Exercise prompt - Select all lines holding the word "revents" from the entries that follow.

Provided data -
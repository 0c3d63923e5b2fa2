//! Unix system calls used by the runtime: termios, pipes and poll.

use std::io;
use std::os::fd::{AsRawFd, BorrowedFd, FromRawFd, OwnedFd, RawFd};

/// Read the terminal attributes of `fd`.
///
/// Fails with `ENOTTY` when `fd` is not a terminal.
pub fn get_termios(fd: RawFd) -> io::Result<libc::termios> {
    // SAFETY: termios is plain old data; tcgetattr fully initializes it on
    // success and we only read it in that case.
    unsafe {
        let mut termios: libc::termios = std::mem::zeroed();
        if libc::tcgetattr(fd, &mut termios) != 0 {
            return Err(io::Error::last_os_error());
        }
        Ok(termios)
    }
}

/// Apply terminal attributes to `fd`.
pub fn set_termios(fd: RawFd, termios: &libc::termios) -> io::Result<()> {
    // SAFETY: `termios` is a valid, initialized struct.
    if unsafe { libc::tcsetattr(fd, libc::TCSAFLUSH, termios) } != 0 {
        return Err(io::Error::last_os_error());
    }
    Ok(())
}

/// Raw-mode copy of `termios`: no echo, no line buffering, no signal keys,
/// no output post-processing, one byte at a time.
pub fn make_raw(mut termios: libc::termios) -> libc::termios {
    termios.c_iflag &= !(libc::IGNBRK
        | libc::BRKINT
        | libc::PARMRK
        | libc::ISTRIP
        | libc::INLCR
        | libc::IGNCR
        | libc::ICRNL
        | libc::IXON);
    termios.c_oflag &= !libc::OPOST;
    termios.c_lflag &= !(libc::ECHO | libc::ECHONL | libc::ICANON | libc::ISIG | libc::IEXTEN);
    termios.c_cflag &= !(libc::CSIZE | libc::PARENB);
    termios.c_cflag |= libc::CS8;
    termios.c_cc[libc::VMIN] = 1;
    termios.c_cc[libc::VTIME] = 0;
    termios
}

/// Create a close-on-exec pipe, returning `(read_end, write_end)`.
pub fn pipe() -> io::Result<(OwnedFd, OwnedFd)> {
    let mut fds = [0 as libc::c_int; 2];
    // SAFETY: `fds` has room for the two descriptors pipe() writes.
    if unsafe { libc::pipe(fds.as_mut_ptr()) } != 0 {
        return Err(io::Error::last_os_error());
    }
    // SAFETY: pipe() succeeded, so both descriptors are open and owned by us.
    let (read, write) = unsafe { (OwnedFd::from_raw_fd(fds[0]), OwnedFd::from_raw_fd(fds[1])) };
    set_cloexec(read.as_raw_fd())?;
    set_cloexec(write.as_raw_fd())?;
    Ok((read, write))
}

fn set_cloexec(fd: RawFd) -> io::Result<()> {
    // SAFETY: fcntl with F_GETFD/F_SETFD on a descriptor we own.
    unsafe {
        let flags = libc::fcntl(fd, libc::F_GETFD);
        if flags == -1 || libc::fcntl(fd, libc::F_SETFD, flags | libc::FD_CLOEXEC) == -1 {
            return Err(io::Error::last_os_error());
        }
    }
    Ok(())
}

/// Put `fd` into non-blocking mode.
pub fn set_nonblocking(fd: RawFd) -> io::Result<()> {
    // SAFETY: fcntl with F_GETFL/F_SETFL on a descriptor we own.
    unsafe {
        let flags = libc::fcntl(fd, libc::F_GETFL);
        if flags == -1 || libc::fcntl(fd, libc::F_SETFL, flags | libc::O_NONBLOCK) == -1 {
            return Err(io::Error::last_os_error());
        }
    }
    Ok(())
}

/// Which descriptor woke a [`wait_readable`] call.
#[derive(Debug, Clone, Copy, PartialEq, Eq)]
pub enum Wake {
    /// The source descriptor is readable (or hung up).
    Source,
    /// The shutdown descriptor fired.
    Shutdown,
}

/// Block until either `source` or `shutdown` becomes readable.
///
/// Shutdown wins when both are ready. There is no timeout.
pub fn wait_readable(source: BorrowedFd<'_>, shutdown: BorrowedFd<'_>) -> io::Result<Wake> {
    let mut fds = [
        libc::pollfd { fd: source.as_raw_fd(), events: libc::POLLIN, revents: 0 },
        libc::pollfd { fd: shutdown.as_raw_fd(), events: libc::POLLIN, revents: 0 },
    ];
    loop {
        // SAFETY: `fds` is a valid array of two pollfd structs.
        let ready = unsafe { libc::poll(fds.as_mut_ptr(), fds.len() as libc::nfds_t, -1) };
        if ready < 0 {
            let err = io::Error::last_os_error();
            if err.kind() == io::ErrorKind::Interrupted {
                continue;
            }
            return Err(err);
        }
        if fds[1].revents != 0 {
            return Ok(Wake::Shutdown);
        }
        if fds[0].revents & libc::POLLNVAL != 0 {
            return Err(io::Error::from_raw_os_error(libc::EBADF));
        }
        if fds[0].revents != 0 {
            return Ok(Wake::Source);
        }
    }
}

Answer section -
        libc::pollfd { fd: source.as_raw_fd(), events: libc::POLLIN, revents: 0 },
        libc::pollfd { fd: shutdown.as_raw_fd(), events: libc::POLLIN, revents: 0 },
        if fds[1].revents != 0 {
        if fds[0].revents & libc::POLLNVAL != 0 {
        if fds[0].revents != 0 {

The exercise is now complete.